Paraphrase before responding
“Active listening is one our best communication tools. So, when you are having a discussion, before sharing your own thoughts, paraphrase what they have just said to show you have understood them. This can be as simple as ‘So you are saying that…’ or ‘It sounds like you feel…’ Paraphrasing helps ensure clarity, shows you are actively listening, and gives your partner, friend or family member a chance to correct any misunderstandings before they snowball. It also reassures them that their feelings are genuinely being heard, creating a stronger foundation of trust and empathy.”

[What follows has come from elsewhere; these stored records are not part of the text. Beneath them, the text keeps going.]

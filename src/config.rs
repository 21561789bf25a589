use scraper::Selector;
use serde::{Deserialize, Serialize};
use std::fs::File;
use std::io::Read;
use std::path::Path;
use thiserror::Error;
use url::Url;

/// Errors raised while loading or validating a run configuration
#[derive(Debug, Error)]
pub enum ConfigError {
    #[error("failed to read config file: {0}")]
    Io(#[from] std::io::Error),

    #[error("failed to parse config: {0}")]
    Json(#[from] serde_json::Error),

    #[error("invalid base URL {url:?}: {source}")]
    InvalidBaseUrl {
        url: String,
        source: url::ParseError,
    },

    #[error("thread count must be at least 1")]
    ZeroThreads,

    #[error("invalid {name} selector {selector:?}")]
    InvalidSelector { name: &'static str, selector: String },
}

/// Configuration for one scraping run
#[derive(Debug, Clone, Serialize, Deserialize)]
pub struct RunConfig {
    /// Catalog listing URL; the page number and platform filter are appended to it
    #[serde(default = "default_base_url")]
    pub base_url: String,

    /// Pages 1..=max_pages are fetched
    #[serde(default = "default_max_pages")]
    pub max_pages: u32,

    /// Number of concurrent workers
    #[serde(default = "default_thread_count")]
    pub thread_count: usize,

    /// Where the JSON document is written
    #[serde(default = "default_output_path")]
    pub output_path: String,

    /// Value of the `platforms` query parameter sent with every request
    #[serde(default = "default_platform")]
    pub platform: String,

    #[serde(default)]
    pub http: HttpConfig,

    #[serde(default)]
    pub selectors: CardSelectors,
}

/// Transport settings for the HTTP client
#[derive(Debug, Clone, Serialize, Deserialize)]
pub struct HttpConfig {
    #[serde(default = "default_user_agent")]
    pub user_agent: String,

    /// Per-request timeout in seconds
    #[serde(default = "default_timeout_secs")]
    pub timeout_secs: u64,

    /// Retries after the first attempt on transient failures
    #[serde(default = "default_max_retries")]
    pub max_retries: u32,

    #[serde(default = "default_backoff_base_ms")]
    pub backoff_base_ms: u64,

    #[serde(default = "default_backoff_max_ms")]
    pub backoff_max_ms: u64,

    /// Lower bound of the courtesy delay before each fetch
    #[serde(default = "default_delay_min_ms")]
    pub delay_min_ms: u64,

    /// Upper bound of the courtesy delay before each fetch
    #[serde(default = "default_delay_max_ms")]
    pub delay_max_ms: u64,
}

/// CSS selectors describing one product card and its fields
#[derive(Debug, Clone, Serialize, Deserialize)]
pub struct CardSelectors {
    #[serde(default = "default_card_selector")]
    pub card: String,

    /// Anchor holding both the title text and the link
    #[serde(default = "default_title_link_selector")]
    pub title_link: String,

    #[serde(default = "default_price_selector")]
    pub price: String,

    #[serde(default = "default_discount_selector")]
    pub discount: String,
}

fn default_base_url() -> String {
    "https://www.cdkeys.com/pc/games".to_string()
}

fn default_max_pages() -> u32 {
    50
}

fn default_thread_count() -> usize {
    12
}

fn default_output_path() -> String {
    "game_deals.json".to_string()
}

fn default_platform() -> String {
    "Steam".to_string()
}

fn default_user_agent() -> String {
    "Mozilla/5.0 (Windows NT 10.0; Win64; x64) AppleWebKit/537.36 (KHTML, like Gecko) Chrome/124.0.0.0 Safari/537.36".to_string()
}

fn default_timeout_secs() -> u64 {
    10
}

fn default_max_retries() -> u32 {
    3
}

fn default_backoff_base_ms() -> u64 {
    500
}

fn default_backoff_max_ms() -> u64 {
    10_000
}

fn default_delay_min_ms() -> u64 {
    500
}

fn default_delay_max_ms() -> u64 {
    1500
}

fn default_card_selector() -> String {
    "div.product-item-info".to_string()
}

fn default_title_link_selector() -> String {
    "a.product-item-link".to_string()
}

fn default_price_selector() -> String {
    "span.price".to_string()
}

fn default_discount_selector() -> String {
    "span.product-item-discount".to_string()
}

impl Default for RunConfig {
    fn default() -> Self {
        Self {
            base_url: default_base_url(),
            max_pages: default_max_pages(),
            thread_count: default_thread_count(),
            output_path: default_output_path(),
            platform: default_platform(),
            http: HttpConfig::default(),
            selectors: CardSelectors::default(),
        }
    }
}

impl Default for HttpConfig {
    fn default() -> Self {
        Self {
            user_agent: default_user_agent(),
            timeout_secs: default_timeout_secs(),
            max_retries: default_max_retries(),
            backoff_base_ms: default_backoff_base_ms(),
            backoff_max_ms: default_backoff_max_ms(),
            delay_min_ms: default_delay_min_ms(),
            delay_max_ms: default_delay_max_ms(),
        }
    }
}

impl Default for CardSelectors {
    fn default() -> Self {
        Self {
            card: default_card_selector(),
            title_link: default_title_link_selector(),
            price: default_price_selector(),
            discount: default_discount_selector(),
        }
    }
}

impl RunConfig {
    /// Create a configuration for the given listing URL with default values
    pub fn new(base_url: &str) -> Self {
        Self {
            base_url: base_url.to_string(),
            ..Self::default()
        }
    }

    /// Load configuration from a JSON file
    pub fn from_file<P: AsRef<Path>>(path: P) -> Result<Self, ConfigError> {
        let mut file = File::open(path)?;
        let mut contents = String::new();
        file.read_to_string(&mut contents)?;

        Self::from_json(&contents)
    }

    /// Load configuration from a JSON string
    pub fn from_json(json: &str) -> Result<Self, ConfigError> {
        let config: Self = serde_json::from_str(json)?;
        Ok(config)
    }

    /// Checks everything that would otherwise fail once the workers are running
    pub fn validate(&self) -> Result<(), ConfigError> {
        self.listing_url()?;

        if self.thread_count == 0 {
            return Err(ConfigError::ZeroThreads);
        }

        self.selectors.compile()?;
        Ok(())
    }

    /// The parsed base URL
    pub fn listing_url(&self) -> Result<Url, ConfigError> {
        Url::parse(&self.base_url).map_err(|source| ConfigError::InvalidBaseUrl {
            url: self.base_url.clone(),
            source,
        })
    }
}

/// Parsed form of [`CardSelectors`]
#[derive(Debug, Clone)]
pub struct CompiledSelectors {
    pub card: Selector,
    pub title_link: Selector,
    pub price: Selector,
    pub discount: Selector,
}

impl CardSelectors {
    /// Parse every selector, reporting the first one that is not valid CSS
    pub fn compile(&self) -> Result<CompiledSelectors, ConfigError> {
        Ok(CompiledSelectors {
            card: parse_selector("card", &self.card)?,
            title_link: parse_selector("title link", &self.title_link)?,
            price: parse_selector("price", &self.price)?,
            discount: parse_selector("discount", &self.discount)?,
        })
    }
}

fn parse_selector(name: &'static str, selector: &str) -> Result<Selector, ConfigError> {
    if selector.trim().is_empty() {
        return Err(ConfigError::InvalidSelector {
            name,
            selector: selector.to_string(),
        });
    }

    Selector::parse(selector).map_err(|_| ConfigError::InvalidSelector {
        name,
        selector: selector.to_string(),
    })
}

Use a “timer” for grievances
“It is normal for grievances to arise in any relationship. How you deal with them will be the difference between them creating proper conflict. Setting a short timer, such as five minutes, for each person to express their frustrations uninterrupted can help ensure that both feel heard without the conversation turning into a prolonged conflict. Agree in advance that neither person will interrupt, even if they disagree, which creates a safe space for honest expression. This technique encourages both people to listen fully and helps avoid back-and-forth arguments. When you feel genuinely listened to, solutions become more collaborative and less confrontational.”
Use “I” statements
“Also, when discussing difficult topics, start with ‘I’ rather than ‘you.’ Saying ‘I feel’ or ‘I need’ rather than ‘You never’ or ‘You always’ helps you express your feelings without placing blame, making it easier for them to understand your perspective without feeling defensive. For example, ‘I feel unappreciated when tasks aren’t shared’ sounds less accusatory than ‘You don’t help enough.’ This approach fosters empathy, encourages open dialogue, and reduces tension, creating a more constructive space for resolving issues.”

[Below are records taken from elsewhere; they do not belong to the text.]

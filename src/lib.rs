//! vidresolve library
//!
//! Turns social-media post links into directly playable video URLs.

pub mod extract;
pub mod resolver;
pub mod session;
pub mod tools;
pub mod utils;

// Re-export main types for easier use
pub use resolver::{default_dispatcher, Dispatcher, Resolution, Resolver, VideoReference};
pub use utils::{ErrorKind, ResolveError, ResolverSettings};
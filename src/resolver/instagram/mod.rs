//! Short-form social post resolver
//!
//! Needs a logged-in session. Lookups go through an ordered strategy ladder
//! ([`strategies::default_strategies`]); the first strategy that locates a
//! video wins. Sponsored posts are additionally pre-downloaded, since their
//! CDN links tend to be gated by the session that scraped them.

pub mod payload;
pub mod strategies;

pub use strategies::{default_strategies, Hit, PostRequest, Strategy};

use crate::extract::ladder::instagram_post;
use crate::resolver::models::{Attempt, Exhausted, PlatformDetails, Resolution, VideoReference};
use crate::resolver::traits::Resolver;
use crate::session::SessionStore;
use crate::tools::browser::DESKTOP_USER_AGENT;
use crate::tools::http::{Headers, PageFetcher};
use crate::tools::ytdlp::{verify_download, DownloaderProcess};
use crate::utils::config::ResolverSettings;
use crate::utils::error::ResolveError;
use crate::utils::paths;
use async_trait::async_trait;
use std::path::PathBuf;
use std::sync::Arc;
use tracing::{debug, info, warn};

pub const SESSION_KEY: &str = "instagram_sessionid";

/// Where sponsored posts are cached and how they are served back.
#[derive(Debug, Clone)]
pub struct AdDownloads {
    pub temp_dir: PathBuf,
    pub served_prefix: String,
    /// Netscape cookie file handed to the downloader when it exists
    pub cookie_file: PathBuf,
    pub min_bytes: u64,
}

impl AdDownloads {
    pub fn from_settings(settings: &ResolverSettings) -> Self {
        Self {
            temp_dir: settings.temp_dir(),
            served_prefix: settings.served_prefix.clone(),
            cookie_file: paths::instagram_cookie_file(&settings.data_dir),
            min_bytes: settings.min_download_bytes,
        }
    }
}

/// Local copy of a sponsored post.
struct CachedAd {
    served: String,
    path: PathBuf,
}

pub struct InstagramResolver {
    fetcher: Arc<dyn PageFetcher>,
    sessions: Arc<dyn SessionStore>,
    downloader: Arc<dyn DownloaderProcess>,
    ads: AdDownloads,
    strategies: Vec<Box<dyn Strategy>>,
}

impl InstagramResolver {
    pub fn new(
        fetcher: Arc<dyn PageFetcher>,
        sessions: Arc<dyn SessionStore>,
        downloader: Arc<dyn DownloaderProcess>,
        ads: AdDownloads,
    ) -> Self {
        Self {
            fetcher,
            sessions,
            downloader,
            ads,
            strategies: default_strategies(),
        }
    }

    /// Replace the strategy ladder.
    pub fn with_strategies(mut self, strategies: Vec<Box<dyn Strategy>>) -> Self {
        self.strategies = strategies;
        self
    }

    async fn load_session(&self) -> Option<String> {
        let raw = self.sessions.get(SESSION_KEY).await?;
        Some(decode_session(raw))
    }

    async fn finish(&self, url: &str, shortcode: &str, hit: Hit) -> VideoReference {
        let cached = if hit.is_ad {
            info!("Sponsored post, pre-downloading");
            self.cache_ad(url, shortcode).await
        } else {
            None
        };

        let (video_url, local_path) = match cached {
            Some(ad) => (ad.served, Some(ad.path)),
            None => {
                if hit.is_ad {
                    info!("Pre-download failed, returning remote URL");
                }
                (hit.video_url, None)
            }
        };

        VideoReference {
            video_url,
            thumbnail_url: hit.thumbnail_url,
            title: hit.title,
            details: PlatformDetails::Instagram {
                shortcode: shortcode.to_string(),
                is_ad: hit.is_ad,
                local_path,
            },
        }
    }

    /// Download the post through the external downloader. Any failure
    /// yields `None`; the partial output is removed.
    async fn cache_ad(&self, url: &str, shortcode: &str) -> Option<CachedAd> {
        if !paths::ensure_dir(&self.ads.temp_dir) {
            return None;
        }
        let file_name = paths::ad_file_name(shortcode);
        let output = self.ads.temp_dir.join(&file_name);
        let cookie_file = self.ads.cookie_file.exists().then_some(self.ads.cookie_file.as_path());

        let downloaded = self
            .downloader
            .download(url, &output, cookie_file)
            .await
            .and_then(|()| verify_download(&output, self.ads.min_bytes));
        match downloaded {
            Ok(size) => {
                info!(
                    "Ad video saved: {} ({:.2}MB)",
                    file_name,
                    size as f64 / 1024.0 / 1024.0
                );
                Some(CachedAd {
                    served: paths::served_path(&self.ads.served_prefix, &file_name),
                    path: output,
                })
            }
            Err(e) => {
                warn!("Ad pre-download failed: {}", e);
                if let Err(e) = tokio::fs::remove_file(&output).await {
                    debug!("No partial download to remove: {}", e);
                }
                None
            }
        }
    }
}

/// Session cookies are often stored percent-encoded; undecodable values are
/// used as-is.
pub fn decode_session(raw: String) -> String {
    match urlencoding::decode(&raw) {
        Ok(decoded) => decoded.into_owned(),
        Err(_) => raw,
    }
}

/// Request headers for every strategy. The user id is the session's leading
/// segment; the referer follows the post's path type.
pub fn build_headers(session: &str, url_type: &str, shortcode: &str) -> Headers {
    let ds_user_id = session.split(':').next().unwrap_or_default();
    vec![
        ("user-agent", DESKTOP_USER_AGENT.to_string()),
        ("accept", "*/*".to_string()),
        ("accept-language", "ko-KR,ko;q=0.9,en-US;q=0.8,en;q=0.7".to_string()),
        ("cookie", format!("sessionid={}; ds_user_id={}", session, ds_user_id)),
        ("x-ig-app-id", "936619743392459".to_string()),
        ("x-asbd-id", "129477".to_string()),
        ("x-requested-with", "XMLHttpRequest".to_string()),
        ("sec-fetch-dest", "empty".to_string()),
        ("sec-fetch-mode", "cors".to_string()),
        ("sec-fetch-site", "same-origin".to_string()),
        (
            "referer",
            format!("https://www.instagram.com/{}/{}/", url_type, shortcode),
        ),
    ]
}

#[async_trait]
impl Resolver for InstagramResolver {
    fn id(&self) -> &'static str {
        "instagram"
    }

    fn supports(&self, url: &str) -> bool {
        url.contains("instagram.com/")
    }

    async fn resolve(&self, url: &str) -> Result<Resolution, ResolveError> {
        info!("Resolving Instagram URL: {}", url);

        let Some((url_type, shortcode)) = instagram_post(url) else {
            info!("No shortcode in URL");
            let mut exhausted = Exhausted::default();
            exhausted.push(Attempt::empty("shortcode"));
            return Ok(Resolution::NotFound(exhausted));
        };
        debug!("Shortcode: {} (type {})", shortcode, url_type);

        let session = self.load_session().await.ok_or_else(|| {
            ResolveError::MissingCredential(format!(
                "no {} in the session store; save Instagram cookies first",
                SESSION_KEY
            ))
        })?;

        let request = PostRequest {
            headers: build_headers(&session, &url_type, &shortcode),
            shortcode: shortcode.clone(),
        };

        let mut exhausted = Exhausted::default();
        for strategy in &self.strategies {
            let name = strategy.name();
            match strategy.attempt(self.fetcher.as_ref(), &request).await {
                Ok(Some(hit)) => {
                    info!("Video URL located by {}", name);
                    return Ok(Resolution::Found(self.finish(url, &shortcode, hit).await));
                }
                Ok(None) => {
                    debug!("{} returned no video", name);
                    exhausted.push(Attempt::empty(name));
                }
                Err(e) => {
                    warn!("{} failed: {}", name, e);
                    exhausted.push(Attempt::failed(name, e.kind(), e.to_string()));
                }
            }
        }

        info!("All strategies exhausted for {}", shortcode);
        Ok(Resolution::NotFound(exhausted))
    }
}
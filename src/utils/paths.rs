//! Filesystem locations used during resolution
//!
//! Cookie files live in the data directory; ad pre-downloads land in a temp
//! directory beneath it unless configured otherwise:
//! - macOS: ~/Library/Application Support/vidresolve
//! - Windows: %APPDATA%\vidresolve
//! - Linux: ~/.local/share/vidresolve

use chrono::Utc;
use std::path::{Path, PathBuf};
use tracing::{debug, warn};

/// Default data directory, falling back to `./vidresolve` when the platform
/// directory cannot be determined.
pub fn default_data_dir() -> PathBuf {
    dirs::data_dir()
        .map(|dir| dir.join("vidresolve"))
        .unwrap_or_else(|| {
            warn!("Could not determine data directory, using ./vidresolve");
            PathBuf::from("vidresolve")
        })
}

pub fn youtube_cookie_file(data_dir: &Path) -> PathBuf {
    data_dir.join("youtube_cookies.txt")
}

/// Structured cookie export (JSON array) holding the Instagram session.
pub fn instagram_cookie_export(data_dir: &Path) -> PathBuf {
    data_dir.join("instagram_cookies.json")
}

/// Flat-text cookie file handed to the downloader for Instagram posts.
pub fn instagram_cookie_file(data_dir: &Path) -> PathBuf {
    data_dir.join("instagram_cookies.txt")
}

/// Collision-avoiding file name for a pre-downloaded ad: identifier plus
/// millisecond timestamp.
pub fn ad_file_name(identifier: &str) -> String {
    format!("ad_{}_{}.mp4", identifier, Utc::now().timestamp_millis())
}

/// Ensure a directory exists, logging instead of failing.
pub fn ensure_dir(dir: &Path) -> bool {
    match std::fs::create_dir_all(dir) {
        Ok(()) => {
            debug!("Directory ready: {:?}", dir);
            true
        }
        Err(e) => {
            warn!("Failed to create directory {:?}: {}", dir, e);
            false
        }
    }
}

/// Join a served prefix and a file name without doubling slashes.
pub fn served_path(prefix: &str, file_name: &str) -> String {
    format!("{}/{}", prefix.trim_end_matches('/'), file_name)
}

Embrace the power of pauses
“Taking intentional pauses during a conversation allows for time to process what is being said. This could mean taking a moment after your partner or friend speaks, or pausing when emotions run high. Simply saying, ‘Let me take a second to think about that’ helps avoid knee-jerk reactions. Pausing promotes mindful responses rather than impulsive ones, making it easier to communicate thoughtfully and avoid saying things that might escalate conflict.”
Cultivate a habit of daily appreciation
“Expressing some kind of gratitude every day, even for small gestures, can transform the tone of a relationship. Phrases like ‘Thank you for cooking dinner’ or ‘I really appreciate your support’ reinforce positive behaviour and make the person feel valued. Studies show that gratitude strengthens bonds and enhances overall satisfaction by shifting focus to the positive aspects of the relationship. This habit creates a foundation of mutual appreciation, not only making the relationship happier on the whole but also making it easier to tackle challenges when they arise.”